Stored items:
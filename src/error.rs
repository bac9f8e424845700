use crate::generator::GenerationError;

/// Engine error taxonomy. NotFound and Validation surface to the caller with
/// no state mutated; Generation and Grading are recovered locally with
/// deterministic fallbacks wherever a flow defines one; Persistence is fatal
/// to the current request.
#[derive(Debug, thiserror::Error)]
pub enum Error {
    #[error("{kind} not found: {id}")]
    NotFound { kind: &'static str, id: String },
    #[error("validation failed: {0}")]
    Validation(String),
    #[error("generation failed: {0}")]
    Generation(#[from] GenerationError),
    #[error("grading failed: {0}")]
    Grading(String),
    #[error("persistence error: {0}")]
    Persistence(#[from] sqlx::Error),
    #[error("stored document is corrupt: {0}")]
    Serialization(#[from] serde_json::Error),
}

impl Error {
    pub fn not_found(kind: &'static str, id: impl Into<String>) -> Self {
        Error::NotFound {
            kind,
            id: id.into(),
        }
    }

    /// Retrying the whole operation may succeed for persistence failures;
    /// the other variants are deterministic for a given request.
    pub fn is_retryable(&self) -> bool {
        matches!(self, Error::Persistence(_))
    }
}

pub type Result<T, E = Error> = std::result::Result<T, E>;
// Copyright (c) 2024-2026 Martin Schröder <info@swedishembedded.com>
//
// SPDX-License-Identifier: MIT
//! Prompt Assembler (§4.5): composes one system prompt per turn from an
//! agent's soul, its accrued long-term memory, and today's activity log.
use clade_registry::AgentBundle;

/// Last N characters of today's activity log kept when it runs long.
pub const ACTIVITY_LOG_CHAR_BUDGET: usize = 2_000;

/// Builds the composite system prompt for one turn:
/// 1. Trim `soul`; include it first when non-empty.
/// 2. If the agent's memory file exists and differs from the default
///    template placeholder, append a header and its trimmed content.
/// 3. If today's activity log exists, append a header and up to the last
///    [`ACTIVITY_LOG_CHAR_BUDGET`] characters, prefixed with an ellipsis
///    when truncated.
///
/// Sections are joined by a blank line.
pub fn assemble(soul: &str, bundle: &AgentBundle, today: &str) -> String {
    let mut sections = Vec::new();

    let soul = soul.trim();
    if !soul.is_empty() {
        sections.push(soul.to_string());
    }

    if let Some(memory) = read_trimmed(&bundle.memory_path) {
        if memory != clade_registry::DEFAULT_MEMORY_TEMPLATE.trim() {
            sections.push(format!("## Long-Term Memory\n\n{memory}"));
        }
    }

    let activity_path = bundle.todays_activity_log(today);
    if let Some(log) = read_trimmed(&activity_path) {
        let (body, truncated) = tail_chars(&log, ACTIVITY_LOG_CHAR_BUDGET);
        let body = if truncated { format!("…{body}") } else { body };
        sections.push(format!("## Today's Activity Log\n\n{body}"));
    }

    sections.join("\n\n")
}

fn read_trimmed(path: &std::path::Path) -> Option<String> {
    let contents = std::fs::read_to_string(path).ok()?;
    let trimmed = contents.trim();
    if trimmed.is_empty() {
        None
    } else {
        Some(trimmed.to_string())
    }
}

/// Returns the last `budget` characters of `s` and whether truncation
/// happened, splitting on a char boundary rather than a byte offset.
fn tail_chars(s: &str, budget: usize) -> (String, bool) {
    let total = s.chars().count();
    if total <= budget {
        return (s.to_string(), false);
    }
    let skip = total - budget;
    (s.chars().skip(skip).collect(), true)
}
// Copyright (c) 2024-2026 Martin Schröder <info@swedishembedded.com>
//
// SPDX-License-Identifier: MIT
//! Agent Registry (§4.4): maps an agent id to its resolved on-disk document
//! bundle and owns the agent config map's single writer path.
mod layout;
mod registry;

pub use layout::AgentBundle;
pub use registry::{Registry, RegistryError, DEFAULT_MEMORY_TEMPLATE};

_WHAT NEEDS TO BE DONE_
Each of the entries must be written out again exactly.

_YOUR RESPONSE_
filename src/error.rs
repository bac9f8e424845700
use crate::generator::GenerationError;

/// Engine error taxonomy. NotFound and Validation surface to the caller with
/// no state mutated; Generation and Grading are recovered locally with
/// deterministic fallbacks wherever a flow defines one; Persistence is fatal
/// to the current request.
#[derive(Debug, thiserror::Error)]
pub enum Error {
    #[error("{kind} not found: {id}")]
    NotFound { kind: &'static str, id: String },
    #[error("validation failed: {0}")]
    Validation(String),
    #[error("generation failed: {0}")]
    Generation(#[from] GenerationError),
    #[error("grading failed: {0}")]
    Grading(String),
    #[error("persistence error: {0}")]
    Persistence(#[from] sqlx::Error),
    #[error("stored document is corrupt: {0}")]
    Serialization(#[from] serde_json::Error),
}

impl Error {
    pub fn not_found(kind: &'static str, id: impl Into<String>) -> Self {
        Error::NotFound {
            kind,
            id: id.into(),
        }
    }

    /// Retrying the whole operation may succeed for persistence failures;
    /// the other variants are deterministic for a given request.
    pub fn is_retryable(&self) -> bool {
        matches!(self, Error::Persistence(_))
    }
}

pub type Result<T, E = Error> = std::result::Result<T, E>;
// Copyright (c) 2024-2026 Martin Schröder <info@swedishembedded.com>
//
// SPDX-License-Identifier: MIT
//! Prompt Assembler (§4.5): composes one system prompt per turn from an
//! agent's soul, its accrued long-term memory, and today's activity log.
use clade_registry::AgentBundle;

/// Last N characters of today's activity log kept when it runs long.
pub const ACTIVITY_LOG_CHAR_BUDGET: usize = 2_000;

/// Builds the composite system prompt for one turn:
/// 1. Trim `soul`; include it first when non-empty.
/// 2. If the agent's memory file exists and differs from the default
///    template placeholder, append a header and its trimmed content.
/// 3. If today's activity log exists, append a header and up to the last
///    [`ACTIVITY_LOG_CHAR_BUDGET`] characters, prefixed with an ellipsis
///    when truncated.
///
/// Sections are joined by a blank line.
pub fn assemble(soul: &str, bundle: &AgentBundle, today: &str) -> String {
    let mut sections = Vec::new();

    let soul = soul.trim();
    if !soul.is_empty() {
        sections.push(soul.to_string());
    }

    if let Some(memory) = read_trimmed(&bundle.memory_path) {
        if memory != clade_registry::DEFAULT_MEMORY_TEMPLATE.trim() {
            sections.push(format!("## Long-Term Memory\n\n{memory}"));
        }
    }

    let activity_path = bundle.todays_activity_log(today);
    if let Some(log) = read_trimmed(&activity_path) {
        let (body, truncated) = tail_chars(&log, ACTIVITY_LOG_CHAR_BUDGET);
        let body = if truncated { format!("…{body}") } else { body };
        sections.push(format!("## Today's Activity Log\n\n{body}"));
    }

    sections.join("\n\n")
}

fn read_trimmed(path: &std::path::Path) -> Option<String> {
    let contents = std::fs::read_to_string(path).ok()?;
    let trimmed = contents.trim();
    if trimmed.is_empty() {
        None
    } else {
        Some(trimmed.to_string())
    }
}

/// Returns the last `budget` characters of `s` and whether truncation
/// happened, splitting on a char boundary rather than a byte offset.
fn tail_chars(s: &str, budget: usize) -> (String, bool) {
    let total = s.chars().count();
    if total <= budget {
        return (s.to_string(), false);
    }
    let skip = total - budget;
    (s.chars().skip(skip).collect(), true)
}
// Copyright (c) 2024-2026 Martin Schröder <info@swedishembedded.com>
//
// SPDX-License-Identifier: MIT
//! Agent Registry (§4.4): maps an agent id to its resolved on-disk document
//! bundle and owns the agent config map's single writer path.
mod layout;
mod registry;

pub use layout::AgentBundle;
pub use registry::{Registry, RegistryError, DEFAULT_MEMORY_TEMPLATE};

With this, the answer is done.